(Data records)
:::::

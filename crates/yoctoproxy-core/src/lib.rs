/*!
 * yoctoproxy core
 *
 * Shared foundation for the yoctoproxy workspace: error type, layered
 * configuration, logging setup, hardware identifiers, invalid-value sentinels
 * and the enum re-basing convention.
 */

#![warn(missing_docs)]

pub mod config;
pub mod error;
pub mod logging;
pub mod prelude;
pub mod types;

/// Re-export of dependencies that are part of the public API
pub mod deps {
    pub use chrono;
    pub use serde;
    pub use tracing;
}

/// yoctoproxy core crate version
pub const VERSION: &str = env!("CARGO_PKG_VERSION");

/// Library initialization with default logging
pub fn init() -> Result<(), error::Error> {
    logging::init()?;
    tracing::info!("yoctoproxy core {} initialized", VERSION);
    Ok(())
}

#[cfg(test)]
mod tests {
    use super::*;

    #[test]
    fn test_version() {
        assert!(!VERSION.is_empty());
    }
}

:::::

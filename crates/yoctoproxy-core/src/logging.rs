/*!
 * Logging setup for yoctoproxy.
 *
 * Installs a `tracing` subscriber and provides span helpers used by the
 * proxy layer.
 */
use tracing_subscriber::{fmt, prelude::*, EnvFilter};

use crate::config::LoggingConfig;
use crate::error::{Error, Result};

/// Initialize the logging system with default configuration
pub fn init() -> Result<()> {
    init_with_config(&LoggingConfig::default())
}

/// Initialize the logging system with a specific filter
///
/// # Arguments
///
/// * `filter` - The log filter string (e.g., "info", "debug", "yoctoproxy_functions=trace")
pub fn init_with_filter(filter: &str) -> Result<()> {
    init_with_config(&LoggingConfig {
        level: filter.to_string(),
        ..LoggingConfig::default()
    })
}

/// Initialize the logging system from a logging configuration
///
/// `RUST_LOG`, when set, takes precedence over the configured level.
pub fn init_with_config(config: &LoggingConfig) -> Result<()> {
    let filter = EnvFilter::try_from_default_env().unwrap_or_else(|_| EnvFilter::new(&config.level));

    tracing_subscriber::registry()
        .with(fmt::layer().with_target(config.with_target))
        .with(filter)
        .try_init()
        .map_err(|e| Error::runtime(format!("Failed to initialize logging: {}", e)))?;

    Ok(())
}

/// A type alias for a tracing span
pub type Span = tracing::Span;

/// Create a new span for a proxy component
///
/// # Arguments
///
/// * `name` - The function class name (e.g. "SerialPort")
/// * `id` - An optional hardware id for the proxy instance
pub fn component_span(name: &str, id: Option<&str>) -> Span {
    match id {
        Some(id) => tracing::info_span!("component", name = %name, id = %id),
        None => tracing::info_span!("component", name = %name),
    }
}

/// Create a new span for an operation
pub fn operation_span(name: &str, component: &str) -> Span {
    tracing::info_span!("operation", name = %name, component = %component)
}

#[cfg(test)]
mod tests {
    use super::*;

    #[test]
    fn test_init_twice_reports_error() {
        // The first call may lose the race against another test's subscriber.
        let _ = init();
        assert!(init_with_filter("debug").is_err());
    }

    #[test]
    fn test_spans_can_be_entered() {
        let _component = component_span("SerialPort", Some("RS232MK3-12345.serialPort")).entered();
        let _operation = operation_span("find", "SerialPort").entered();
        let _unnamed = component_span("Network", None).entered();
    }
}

:::::

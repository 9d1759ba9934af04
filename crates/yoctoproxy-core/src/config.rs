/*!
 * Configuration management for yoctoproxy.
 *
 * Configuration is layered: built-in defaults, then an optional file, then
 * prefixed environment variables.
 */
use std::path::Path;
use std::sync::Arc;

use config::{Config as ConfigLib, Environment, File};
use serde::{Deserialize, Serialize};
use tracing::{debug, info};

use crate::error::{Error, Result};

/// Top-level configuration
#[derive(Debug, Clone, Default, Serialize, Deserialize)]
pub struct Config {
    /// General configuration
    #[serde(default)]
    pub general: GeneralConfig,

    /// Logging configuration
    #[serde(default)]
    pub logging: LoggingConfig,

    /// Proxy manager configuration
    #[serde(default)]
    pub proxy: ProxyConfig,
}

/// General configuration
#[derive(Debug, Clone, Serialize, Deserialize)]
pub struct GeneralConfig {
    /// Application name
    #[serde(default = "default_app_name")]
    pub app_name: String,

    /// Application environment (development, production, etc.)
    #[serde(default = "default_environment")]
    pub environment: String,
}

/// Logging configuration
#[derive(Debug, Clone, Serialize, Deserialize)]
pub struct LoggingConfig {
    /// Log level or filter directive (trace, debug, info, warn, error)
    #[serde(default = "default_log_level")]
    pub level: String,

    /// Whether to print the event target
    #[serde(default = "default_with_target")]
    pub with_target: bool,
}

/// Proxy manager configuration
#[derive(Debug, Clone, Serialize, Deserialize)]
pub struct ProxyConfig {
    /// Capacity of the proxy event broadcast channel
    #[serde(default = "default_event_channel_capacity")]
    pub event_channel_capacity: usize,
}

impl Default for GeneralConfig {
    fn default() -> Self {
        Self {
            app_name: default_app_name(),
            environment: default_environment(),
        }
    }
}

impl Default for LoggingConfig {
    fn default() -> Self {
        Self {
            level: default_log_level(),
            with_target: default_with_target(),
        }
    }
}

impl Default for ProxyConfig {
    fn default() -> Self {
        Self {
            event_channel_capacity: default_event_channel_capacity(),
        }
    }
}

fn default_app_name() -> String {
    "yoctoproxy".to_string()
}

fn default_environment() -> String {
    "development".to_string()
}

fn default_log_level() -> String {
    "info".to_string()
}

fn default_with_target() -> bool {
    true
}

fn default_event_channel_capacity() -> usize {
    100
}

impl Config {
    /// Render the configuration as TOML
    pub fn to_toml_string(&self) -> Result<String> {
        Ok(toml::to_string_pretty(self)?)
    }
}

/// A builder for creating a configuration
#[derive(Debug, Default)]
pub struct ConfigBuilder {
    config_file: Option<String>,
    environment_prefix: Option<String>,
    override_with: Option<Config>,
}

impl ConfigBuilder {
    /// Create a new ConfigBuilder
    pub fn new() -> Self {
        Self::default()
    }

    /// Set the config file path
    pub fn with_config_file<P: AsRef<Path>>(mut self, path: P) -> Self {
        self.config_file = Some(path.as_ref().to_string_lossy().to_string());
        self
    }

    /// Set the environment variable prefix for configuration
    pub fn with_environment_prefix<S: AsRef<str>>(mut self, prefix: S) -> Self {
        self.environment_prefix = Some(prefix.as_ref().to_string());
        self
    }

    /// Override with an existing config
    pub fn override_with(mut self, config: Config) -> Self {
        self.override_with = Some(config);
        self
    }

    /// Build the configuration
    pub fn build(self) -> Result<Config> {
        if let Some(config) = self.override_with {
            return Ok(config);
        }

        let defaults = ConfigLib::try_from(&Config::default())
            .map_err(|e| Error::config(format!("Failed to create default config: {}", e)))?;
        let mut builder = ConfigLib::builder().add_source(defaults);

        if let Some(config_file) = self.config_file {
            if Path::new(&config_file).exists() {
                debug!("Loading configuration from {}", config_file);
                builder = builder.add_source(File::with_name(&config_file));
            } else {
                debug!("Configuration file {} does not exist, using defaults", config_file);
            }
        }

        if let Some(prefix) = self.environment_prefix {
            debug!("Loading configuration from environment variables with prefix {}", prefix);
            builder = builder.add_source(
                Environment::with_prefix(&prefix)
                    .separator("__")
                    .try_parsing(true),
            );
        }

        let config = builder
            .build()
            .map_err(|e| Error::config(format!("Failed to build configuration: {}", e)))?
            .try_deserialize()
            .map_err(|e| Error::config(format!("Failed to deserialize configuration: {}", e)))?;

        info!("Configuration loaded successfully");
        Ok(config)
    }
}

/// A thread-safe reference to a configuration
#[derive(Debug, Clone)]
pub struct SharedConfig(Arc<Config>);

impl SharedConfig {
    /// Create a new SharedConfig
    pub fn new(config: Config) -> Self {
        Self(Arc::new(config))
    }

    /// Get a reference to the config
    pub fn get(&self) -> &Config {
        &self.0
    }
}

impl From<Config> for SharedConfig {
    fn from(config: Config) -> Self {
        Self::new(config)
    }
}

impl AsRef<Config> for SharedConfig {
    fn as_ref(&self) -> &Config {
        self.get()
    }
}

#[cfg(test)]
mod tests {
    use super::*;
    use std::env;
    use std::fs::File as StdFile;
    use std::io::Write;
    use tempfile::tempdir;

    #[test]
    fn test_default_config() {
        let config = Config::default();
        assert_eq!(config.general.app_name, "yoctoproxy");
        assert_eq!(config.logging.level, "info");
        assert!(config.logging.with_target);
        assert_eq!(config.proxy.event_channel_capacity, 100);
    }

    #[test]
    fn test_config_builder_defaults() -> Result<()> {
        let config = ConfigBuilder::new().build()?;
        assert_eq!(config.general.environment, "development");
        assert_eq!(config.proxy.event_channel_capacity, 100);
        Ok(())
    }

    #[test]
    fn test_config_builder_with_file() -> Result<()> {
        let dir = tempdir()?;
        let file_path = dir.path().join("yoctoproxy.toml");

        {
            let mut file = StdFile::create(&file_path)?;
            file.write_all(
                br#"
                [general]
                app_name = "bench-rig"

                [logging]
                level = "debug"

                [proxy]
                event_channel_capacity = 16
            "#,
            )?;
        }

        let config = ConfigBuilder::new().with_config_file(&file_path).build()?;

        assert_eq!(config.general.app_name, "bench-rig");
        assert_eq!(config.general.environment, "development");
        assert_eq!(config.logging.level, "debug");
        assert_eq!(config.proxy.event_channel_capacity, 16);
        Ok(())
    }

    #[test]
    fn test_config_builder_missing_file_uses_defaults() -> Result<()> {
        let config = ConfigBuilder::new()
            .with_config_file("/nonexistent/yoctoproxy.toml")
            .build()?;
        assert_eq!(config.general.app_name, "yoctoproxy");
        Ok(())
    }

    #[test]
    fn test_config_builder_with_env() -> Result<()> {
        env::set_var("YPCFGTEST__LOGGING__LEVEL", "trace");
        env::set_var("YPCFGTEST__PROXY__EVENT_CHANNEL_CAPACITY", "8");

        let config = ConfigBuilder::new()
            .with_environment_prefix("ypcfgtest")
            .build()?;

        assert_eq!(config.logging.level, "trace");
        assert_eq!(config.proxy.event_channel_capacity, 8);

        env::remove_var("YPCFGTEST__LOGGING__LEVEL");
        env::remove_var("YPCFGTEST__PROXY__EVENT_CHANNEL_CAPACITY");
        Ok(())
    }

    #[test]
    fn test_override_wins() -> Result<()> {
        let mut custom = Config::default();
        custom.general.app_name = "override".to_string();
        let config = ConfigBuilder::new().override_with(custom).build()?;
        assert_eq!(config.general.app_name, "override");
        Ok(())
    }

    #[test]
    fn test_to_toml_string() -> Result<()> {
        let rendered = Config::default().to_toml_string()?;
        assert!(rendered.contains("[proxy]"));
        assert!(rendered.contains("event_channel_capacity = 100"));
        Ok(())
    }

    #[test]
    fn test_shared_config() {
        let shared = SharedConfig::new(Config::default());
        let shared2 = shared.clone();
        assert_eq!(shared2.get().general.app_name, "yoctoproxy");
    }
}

:::::

• Problem requirements:
From the data above, copy each line with the string "SharedConfig" in it.

• Written solution:
pub struct SharedConfig(Arc<Config>);
impl SharedConfig {
    /// Create a new SharedConfig
impl From<Config> for SharedConfig {
impl AsRef<Config> for SharedConfig {
        let shared = SharedConfig::new(Config::default());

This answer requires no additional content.